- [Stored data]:
________________________

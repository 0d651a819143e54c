use std::collections::BTreeMap;
use std::fmt::Display;
use std::io::Write;

use serde::{Deserialize, Serialize};

use crate::error::{Error, Result};

#[derive(Debug, Clone, Default, PartialEq, Serialize, Deserialize)]
pub struct ResultMeta {
    #[serde(default, skip_serializing_if = "Option::is_none")]
    pub points: Option<usize>,
    #[serde(default, skip_serializing_if = "Option::is_none")]
    pub elapsed_ms: Option<u64>,
    #[serde(default, skip_serializing_if = "Vec::is_empty")]
    pub warnings: Vec<String>,
    #[serde(default, skip_serializing_if = "Option::is_none")]
    pub run_dir: Option<String>,
    /// Set when the data came from the local fallback generator.
    #[serde(default)]
    pub dummy: bool,
    /// Why a degraded result was produced instead of a real one.
    #[serde(default, skip_serializing_if = "Option::is_none")]
    pub error: Option<String>,
}

/// Transient simulation output: a shared time axis and one trace per label.
#[derive(Debug, Clone, Default, PartialEq, Serialize, Deserialize)]
pub struct SimulationResult {
    pub time: Vec<f64>,
    pub waveforms: BTreeMap<String, Vec<f64>>,
    #[serde(default)]
    pub meta: ResultMeta,
}

/// A borrowed view of one trace.
#[derive(Debug, Copy, Clone, PartialEq)]
pub struct Trace<'a> {
    pub name: &'a str,
    pub t: &'a [f64],
    pub y: &'a [f64],
}

impl<'a> Display for Trace<'a> {
    fn fmt(&self, f: &mut std::fmt::Formatter<'_>) -> std::fmt::Result {
        for (t, y) in self.t.iter().zip(self.y.iter()) {
            writeln!(f, "{}\t{}", *t, *y)?;
        }
        Ok(())
    }
}

impl SimulationResult {
    /// Checks that every trace is aligned with the time axis.
    pub fn validate(&self) -> Result<()> {
        let n = self.time.len();
        for (name, y) in &self.waveforms {
            if y.len() != n {
                return Err(Error::MalformedResponse(format!(
                    "trace {name} has {} samples but the time axis has {n}",
                    y.len()
                )));
            }
        }
        if self.time.iter().any(|t| !t.is_finite()) {
            return Err(Error::MalformedResponse(
                "time axis contains non-finite values".to_string(),
            ));
        }
        Ok(())
    }

    /// Parses and validates a backend response body.
    pub fn from_json(body: &str) -> Result<Self> {
        let res: Self = serde_json::from_str(body)
            .map_err(|e| Error::MalformedResponse(e.to_string()))?;
        res.validate()?;
        Ok(res)
    }

    #[inline]
    pub fn is_empty(&self) -> bool {
        self.time.is_empty() || self.waveforms.is_empty()
    }

    #[inline]
    pub fn is_dummy(&self) -> bool {
        self.meta.dummy
    }

    pub fn traces(&self) -> impl Iterator<Item = Trace<'_>> {
        self.waveforms.iter().map(|(name, y)| Trace {
            name,
            t: &self.time,
            y,
        })
    }

    pub fn trace(&self, name: &str) -> Option<Trace<'_>> {
        self.waveforms.get_key_value(name).map(|(name, y)| Trace {
            name,
            t: &self.time,
            y,
        })
    }

    /// Writes all traces as a tab-separated table, one row per time point.
    ///
    /// Fails without writing anything if the traces are misaligned.
    pub fn save<W>(&self, w: &mut W) -> Result<()>
    where
        W: Write,
    {
        self.validate()?;
        writeln!(w, "# waveforms saved by spicewave")?;
        if self.meta.dummy {
            writeln!(w, "# synthetic data from the fallback generator")?;
        }
        if let Some(err) = &self.meta.error {
            writeln!(w, "# error: {err}")?;
        }
        write!(w, "time")?;
        for name in self.waveforms.keys() {
            write!(w, "\t{name}")?;
        }
        writeln!(w)?;
        for (i, t) in self.time.iter().enumerate() {
            write!(w, "{t}")?;
            for y in self.waveforms.values() {
                write!(w, "\t{}", y[i])?;
            }
            writeln!(w)?;
        }
        Ok(())
    }
}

________________________

- [What you should do]: Word for word, restate the lines above from the line containing "pub struct Trace<'a>" through the line containing "pub fn from_json(body: &str)", with both included and nothing else.

- [The answer]:
pub struct Trace<'a> {
    pub name: &'a str,
    pub t: &'a [f64],
    pub y: &'a [f64],
}

impl<'a> Display for Trace<'a> {
    fn fmt(&self, f: &mut std::fmt::Formatter<'_>) -> std::fmt::Result {
        for (t, y) in self.t.iter().zip(self.y.iter()) {
            writeln!(f, "{}\t{}", *t, *y)?;
        }
        Ok(())
    }
}

impl SimulationResult {
    /// Checks that every trace is aligned with the time axis.
    pub fn validate(&self) -> Result<()> {
        let n = self.time.len();
        for (name, y) in &self.waveforms {
            if y.len() != n {
                return Err(Error::MalformedResponse(format!(
                    "trace {name} has {} samples but the time axis has {n}",
                    y.len()
                )));
            }
        }
        if self.time.iter().any(|t| !t.is_finite()) {
            return Err(Error::MalformedResponse(
                "time axis contains non-finite values".to_string(),
            ));
        }
        Ok(())
    }

    /// Parses and validates a backend response body.
    pub fn from_json(body: &str) -> Result<Self> {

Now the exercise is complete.